The brand is ultimately what determines if you will become a loyal customer or not. The
marketing may convince you to buy a particular Toyota, and maybe it’s the first foreign car
you ever owned, but it is the brand that will determine if you will only buy Toyotas for the
rest of your life.
The brand is built from many things. Very important among these things is the lived
experience of the brand. Did that car deliver on its brand promise of reliability? Did the
maker continue to uphold the quality standards that made them what they are? That is the
fundamental difference, marketing has a life cycle but branding doesn’t. An understanding of
this is required when preparing marketing and branding communications to ensure
effectiveness and conversions.
This works the same way for all types of businesses and organizations. All organizations
must sell (including nonprofits). How they sell may differ, and everyone in an organization
is, with their every action, either constructing or deconstructing the brand. Every thought,
every action, every policy, every ad, every marketing promotion has the effect of either
inspiring or deterring brand loyalty in whomever is exposed to it. All of this affects sales.
And so in essence marketing communications are geared towards seeking out and activating
new buyers while branding communications aim to make the converted customers loyal to
the brand essence
You make a promise to customers and colleagues with everything you do and, to be
successful, you must deliver on that promise every single time. The idea that a brand is a
badge, a name or a colour is just a tiny fraction of what a brand actually is.

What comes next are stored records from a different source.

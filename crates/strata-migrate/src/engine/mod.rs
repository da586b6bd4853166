//! Execution engines.
//!
//! An [`Engine`] receives schema verbs from [`Operation::run`]. The
//! [`MetaEngine`] replays them into a [`Catalog`](crate::catalog::Catalog);
//! the [`SqlEngine`] renders dialect DDL for them.
//!
//! [`Operation::run`]: crate::operations::Operation::run

mod meta;
mod sql;

pub use meta::MetaEngine;
pub use sql::SqlEngine;

use crate::error::Result;
use crate::operations::ColumnChanges;
use crate::schema::{Column, ForeignKey, Index};

/// The verbs every operation dispatches into.
pub trait Engine {
    /// Creates a table.
    fn create_table(&mut self, table: &str, columns: &[Column]) -> Result<()>;

    /// Drops a table.
    fn drop_table(&mut self, table: &str) -> Result<()>;

    /// Adds a column.
    fn add_column(&mut self, table: &str, column: &Column) -> Result<()>;

    /// Drops a column.
    fn drop_column(&mut self, table: &str, column: &str) -> Result<()>;

    /// Alters a column from `existing` according to `modify`.
    fn alter_column(
        &mut self,
        table: &str,
        column: &str,
        modify: &ColumnChanges,
        existing: &ColumnChanges,
    ) -> Result<()>;

    /// Creates an index.
    fn create_index(&mut self, index: &Index) -> Result<()>;

    /// Drops an index.
    fn drop_index(&mut self, table: &str, name: &str) -> Result<()>;

    /// Adds a foreign key constraint.
    fn create_foreign_key_constraint(&mut self, foreign_key: &ForeignKey) -> Result<()>;

    /// Drops a foreign key constraint.
    fn drop_foreign_key_constraint(&mut self, table: &str, name: &str) -> Result<()>;
}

Your brand is “only everything” within your company. As a result, it’s imperative to define
what it stands for. You have to identify your target audience and what they want, say why
you are better than your competitors and come up with a short statement that describes your
brand’s purpose.
Some businesses know what they are from day one and as long as they stay small and keep
the same employees, then they may not need to repeat this exercise. However, for most firms,
things change – sales drop, people leave or a competitor threatens your space. Then what do
you do? If you define what your brand stands for then it becomes easier to make decisions –
who you should hire, what products to sell, how your communications should sound and even
what your office environment should look like.
However, in marketing, you are making a promise to your would be customers that your
product will satisfactorily meet their needs. This is a very important consideration for the
customer as it provides a basic motivation to purchase your product or engage your services.